Hi @danielzhong, I am looking through this in a little more depth. Can you help me with a couple big-picture questions here?

Change to existing edge rendering examples

The PR description mentions this:

This PR updates the EXT_mesh_primitive_edge_visibility gltf extension by switching from gl_lines to tessellated quads rendered as gl_triangles, enabling line-width support.

The testing plan doesn't mention how to verify that old examples using EXT_mesh_primitive_edge_visibility are still working.
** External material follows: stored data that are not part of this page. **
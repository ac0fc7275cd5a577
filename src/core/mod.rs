//! Core modules of the request tracker.
//!
//! Lifecycle tables, the request store and the derived view model live
//! here, together with the configuration, seed and replay plumbing the CLI
//! builds on.

pub mod config;
pub mod error;
pub mod lifecycle;
pub mod metrics;
pub mod output;
pub mod replay;
pub mod request;
pub mod seed;
pub mod store;
pub mod time;
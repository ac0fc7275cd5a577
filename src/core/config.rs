//! Tracker configuration loaded from `reqtrack.toml`.
//!
//! A missing file is not an error: every field has a default so the tracker
//! runs out of the box against the embedded sample seed.

use crate::core::error::ReqtrackError;
use crate::core::request::Actor;
use chrono::Duration;
use serde::{Deserialize, Serialize};
use std::fs;
use std::path::Path;

pub const CONFIG_FILE_NAME: &str = "reqtrack.toml";

pub const DEFAULT_OPERATOR: &str = "portal-ops";
pub const DEFAULT_AT_RISK_DAYS: i64 = 2;
pub const DEFAULT_FEED_LIMIT: usize = 7;

#[derive(Debug, Clone, Deserialize, Serialize, PartialEq, Eq)]
pub struct SlaConfig {
    /// Remaining days at or below which an open request counts as at-risk.
    #[serde(default = "default_at_risk_days")]
    pub at_risk_days: i64,
}

impl Default for SlaConfig {
    fn default() -> Self {
        Self {
            at_risk_days: DEFAULT_AT_RISK_DAYS,
        }
    }
}

impl SlaConfig {
    /// Saturates at `Duration::MAX`; loaded configs reject such day counts.
    pub fn at_risk_window(&self) -> Duration {
        Duration::try_days(self.at_risk_days).unwrap_or(Duration::MAX)
    }
}

#[derive(Debug, Clone, Deserialize, Serialize, PartialEq, Eq)]
pub struct FeedConfig {
    #[serde(default = "default_feed_limit")]
    pub limit: usize,
}

impl Default for FeedConfig {
    fn default() -> Self {
        Self {
            limit: DEFAULT_FEED_LIMIT,
        }
    }
}

#[derive(Debug, Clone, Deserialize, Serialize, PartialEq, Eq)]
pub struct TrackerConfig {
    /// Identity written into activity entries for store mutations.
    #[serde(default = "default_operator")]
    pub operator: String,
    #[serde(default)]
    pub sla: SlaConfig,
    #[serde(default)]
    pub feed: FeedConfig,
    #[serde(default)]
    pub actors: Vec<Actor>,
}

impl Default for TrackerConfig {
    fn default() -> Self {
        Self {
            operator: default_operator(),
            sla: SlaConfig::default(),
            feed: FeedConfig::default(),
            actors: Vec::new(),
        }
    }
}

fn default_operator() -> String {
    DEFAULT_OPERATOR.to_string()
}

fn default_at_risk_days() -> i64 {
    DEFAULT_AT_RISK_DAYS
}

fn default_feed_limit() -> usize {
    DEFAULT_FEED_LIMIT
}

impl TrackerConfig {
    pub fn from_toml_str(content: &str) -> Result<Self, ReqtrackError> {
        let config: TrackerConfig =
            toml::from_str(content).map_err(|e| ReqtrackError::ConfigError(e.to_string()))?;
        config.validate()?;
        Ok(config)
    }

    fn validate(&self) -> Result<(), ReqtrackError> {
        if self.operator.trim().is_empty() {
            return Err(ReqtrackError::ConfigError(
                "operator cannot be empty".to_string(),
            ));
        }
        if self.sla.at_risk_days < 0 {
            return Err(ReqtrackError::ConfigError(format!(
                "sla.at_risk_days must be >= 0, got {}",
                self.sla.at_risk_days
            )));
        }
        if Duration::try_days(self.sla.at_risk_days).is_none() {
            return Err(ReqtrackError::ConfigError(format!(
                "sla.at_risk_days is out of range, got {}",
                self.sla.at_risk_days
            )));
        }
        let mut seen = std::collections::HashSet::new();
        for actor in &self.actors {
            if actor.id.trim().is_empty() {
                return Err(ReqtrackError::ConfigError(
                    "actor id cannot be empty".to_string(),
                ));
            }
            if !seen.insert(actor.id.as_str()) {
                return Err(ReqtrackError::ConfigError(format!(
                    "duplicate actor id '{}'",
                    actor.id
                )));
            }
        }
        Ok(())
    }
}

/// Load config from an explicit file, or from `reqtrack.toml` under `dir`.
/// Accepts either a directory or a direct path to the TOML file.
pub fn load_config(path: &Path) -> Result<TrackerConfig, ReqtrackError> {
    let config_path = if path.is_dir() {
        path.join(CONFIG_FILE_NAME)
    } else {
        path.to_path_buf()
    };

    if config_path.exists() {
        let content = fs::read_to_string(&config_path).map_err(ReqtrackError::IoError)?;
        tracing::debug!(path = %config_path.display(), "loaded tracker config");
        return TrackerConfig::from_toml_str(&content);
    }

    // No config = defaults (not an error)
    Ok(TrackerConfig::default())
}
What examples can I look at, to confirm we didn't break anything for users of the old extension?

Interaction between defines

Intuitively, I would expect a hierarchy something like this:

#if (defined(EDGES_VISIBLE))
    // Process attributes & uniforms related to edge rendering
    // ...
    #if (defined(VARIABLE_EDGE_WIDTH))
        // Process attributes & uniforms related to variable edge width
    #endif
    #if (defined(EDGE_LINE_PATTERN))
        // Process attributes & uniforms related to line patterns like dashes etc
    #endif
#endif

But inside ModelFS I see this:

 #if defined(HAS_LINE_PATTERN) && !defined(HAS_EDGE_VISIBILITY)
    const float maskLength = 16.0;
    // More line pattern processing

Why would we bother with a line pattern if the edges are not visible?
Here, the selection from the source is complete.